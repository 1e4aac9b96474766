//! Remote lister for the Google Drive v3 `files` endpoint.
//!
//! Fetches the complete listing of PDFs in the configured folder, following
//! `nextPageToken` until exhausted. Either the full set is returned or an
//! error is raised; callers must never reconcile against a partial listing.

use async_trait::async_trait;
use serde::Deserialize;
use std::time::Duration;
use tracing::debug;

use crate::library::error::SyncError;

const DRIVE_API_BASE: &str = "https://www.googleapis.com/drive/v3/files";
const PAGE_SIZE: u32 = 1000;
const FILE_FIELDS: &str =
    "nextPageToken,files(id,name,webViewLink,thumbnailLink,owners(displayName),mimeType,modifiedTime,size)";

// Bounded timeout so a hung remote call cannot block every waiting caller.
const REQUEST_TIMEOUT: Duration = Duration::from_secs(30);

/// A file as reported by the Drive listing. Ephemeral; never persisted as-is.
#[derive(Debug, Clone, Deserialize)]
#[serde(rename_all = "camelCase")]
pub struct DriveFile {
    pub id: String,
    pub name: String,
    pub web_view_link: String,
    pub thumbnail_link: Option<String>,
    #[serde(default)]
    pub owners: Vec<DriveOwner>,
    pub mime_type: Option<String>,
    pub modified_time: Option<String>,
    pub size: Option<String>,
}

#[derive(Debug, Clone, Deserialize)]
#[serde(rename_all = "camelCase")]
pub struct DriveOwner {
    pub display_name: Option<String>,
}

#[derive(Debug, Deserialize)]
#[serde(rename_all = "camelCase")]
struct FilesListResponse {
    #[serde(default)]
    files: Vec<DriveFile>,
    next_page_token: Option<String>,
}

/// Seam between the refresh coordinator and the external API, so the
/// coordinator can be exercised in tests without the network.
#[async_trait]
pub trait RemoteLister: Send + Sync {
    /// Returns the complete remote listing, or an error. No partial results.
    async fn list_files(&self) -> Result<Vec<DriveFile>, SyncError>;
}

pub struct DriveClient {
    http: reqwest::Client,
    folder_id: String,
    api_key: String,
}

impl DriveClient {
    pub fn new(folder_id: String, api_key: String) -> anyhow::Result<Self> {
        let http = reqwest::Client::builder().timeout(REQUEST_TIMEOUT).build()?;
        Ok(Self { http, folder_id, api_key })
    }
}

#[async_trait]
impl RemoteLister for DriveClient {
    async fn list_files(&self) -> Result<Vec<DriveFile>, SyncError> {
        let query = format!(
            "'{}' in parents and mimeType='application/pdf' and trashed=false",
            self.folder_id
        );
        let mut files: Vec<DriveFile> = Vec::new();
        let mut page_token: Option<String> = None;

        loop {
            let mut params: Vec<(&str, String)> = vec![
                ("key", self.api_key.clone()),
                ("q", query.clone()),
                ("fields", FILE_FIELDS.to_string()),
                ("orderBy", "name".to_string()),
                ("pageSize", PAGE_SIZE.to_string()),
                ("includeItemsFromAllDrives", "true".to_string()),
                ("supportsAllDrives", "true".to_string()),
            ];
            if let Some(token) = &page_token {
                params.push(("pageToken", token.clone()));
            }

            let response = self
                .http
                .get(DRIVE_API_BASE)
                .query(&params)
                .send()
                .await
                .map_err(|e| SyncError::remote(None, e.to_string()))?;

            let status = response.status();
            if !status.is_success() {
                let body = response.text().await.unwrap_or_default();
                return Err(SyncError::remote(Some(status.as_u16()), body));
            }

            let page: FilesListResponse = response
                .json()
                .await
                .map_err(|e| SyncError::remote(None, format!("invalid listing response: {}", e)))?;

            debug!("Drive listing page returned {} files", page.files.len());
            files.extend(page.files);

            match page.next_page_token {
                Some(token) if !token.is_empty() => page_token = Some(token),
                _ => break,
            }
        }

        Ok(files)
    }
}
use std::net::SocketAddr;

use axum::extract::DefaultBodyLimit;
use axum::middleware::from_fn;
use axum::{
    routing::{get, post},
    Router,
};
use sqlx::{migrate::MigrateDatabase, sqlite::SqlitePoolOptions, Sqlite};
use tower_http::{
    compression::CompressionLayer, cors::CorsLayer, services::ServeDir, trace::TraceLayer,
};
use tracing::info;
use tracing_subscriber::{layer::SubscriberExt, util::SubscriberInitExt};

use leseregal::state::AppState;
use leseregal::{config, db, middleware, routes};

#[tokio::main]
async fn main() -> anyhow::Result<()> {
    // Logging (stdout + daily file rotation under ./logs)
    std::fs::create_dir_all("logs").ok();
    let (stdout_nb, stdout_guard) = tracing_appender::non_blocking(std::io::stdout());
    let file_appender = tracing_appender::rolling::daily("logs", "leseregal.log");
    let (file_nb, file_guard) = tracing_appender::non_blocking(file_appender);
    let env_filter = tracing_subscriber::EnvFilter::try_from_default_env()
        .unwrap_or_else(|_| "info,tower_http=info".into());
    tracing_subscriber::registry()
        .with(env_filter)
        .with(tracing_subscriber::fmt::layer().with_writer(stdout_nb))
        .with(tracing_subscriber::fmt::layer().with_ansi(false).with_writer(file_nb))
        .init();
    // Keep the guards alive so the non-blocking writers flush on shutdown
    let _log_guards = (stdout_guard, file_guard);

    // Load configuration (embedded defaults -> leseregal.toml -> env/.env)
    let app_cfg = config::load()?;

    // Prepare data dir (if sqlite)
    let db_url = &app_cfg.database.url;
    config::ensure_sqlite_parent_dir(db_url)?;
    if !Sqlite::database_exists(db_url).await.unwrap_or(false) {
        info!("Creating SQLite database at {}", db_url);
        Sqlite::create_database(db_url).await?;
    }
    let pool = SqlitePoolOptions::new()
        .max_connections(16)
        .after_connect(|conn, _meta| {
            Box::pin(async move {
                let _ = sqlx::query("PRAGMA foreign_keys=ON;").execute(&mut *conn).await;
                let _ = sqlx::query("PRAGMA busy_timeout=10000;").execute(&mut *conn).await;
                Ok(())
            })
        })
        .connect(db_url)
        .await?;

    // Initialize DB schema
    db::init_db(&pool).await?;

    // App state (includes the library sync coordinator)
    let state = AppState::new(pool.clone(), app_cfg.clone())?;

    // Static assets of the site (fallback behind the API routes)
    let static_service = ServeDir::new("public");

    let app = Router::new()
        .route("/healthz", get(routes::health::healthz))
        .route("/readyz", get(routes::health::readyz))
        .route("/metrics", get(routes::health::metrics))
        .route("/metrics/prometheus", get(routes::health::metrics_prometheus))
        .route("/version", get(routes::health::version))
        .route("/library", get(routes::library::get_library))
        .route("/library/status", get(routes::library::sync_status))
        .route("/writing", get(routes::writing::writing_status))
        .route("/writing/unlock", post(routes::writing::unlock))
        .route("/writing/reset", get(routes::writing::reset))
        .route("/admin/writing-submissions", get(routes::admin::list_submissions))
        .route("/admin/writing-submissions.csv", get(routes::admin::export_submissions_csv))
        .fallback_service(static_service)
        .with_state(state)
        // Global body limit - the unlock form is tiny
        .layer(DefaultBodyLimit::max(64 * 1024))
        .layer(CompressionLayer::new())
        .layer(TraceLayer::new_for_http())
        .layer(from_fn(middleware::security_headers::security_headers_middleware));

    // CORS: permissive in debug for local development, same-origin in release
    let app = if cfg!(debug_assertions) { app.layer(CorsLayer::permissive()) } else { app };

    // Server listen addr (from config)
    let port: u16 = app_cfg.server.port;
    let host: String = app_cfg.server.host.clone();
    let addr: SocketAddr = format!("{}:{}", host, port)
        .parse()
        .map_err(|e| anyhow::anyhow!("invalid listen addr {}:{} - {}", host, port, e))?;
    let listener = tokio::net::TcpListener::bind(addr).await?;

    info!("Leseregal listening on http://{}", listener.local_addr()?);
    axum::serve(listener, app).with_graceful_shutdown(shutdown_signal()).await?;

    Ok(())
}

async fn shutdown_signal() {
    #[cfg(unix)]
    {
        let mut term = tokio::signal::unix::signal(tokio::signal::unix::SignalKind::terminate())
            .expect("Failed to install SIGTERM handler");
        tokio::select! {
            _ = tokio::signal::ctrl_c() => {},
            _ = term.recv() => {},
        }
    }
    #[cfg(not(unix))]
    {
        let _ = tokio::signal::ctrl_c().await;
    }
    info!("Shutdown signal received. Stopping server...");
}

Exercise requirements: Look through the data above. Find each line with the string "impl" and copy it.

Output:
impl DriveClient {
impl RemoteLister for DriveClient {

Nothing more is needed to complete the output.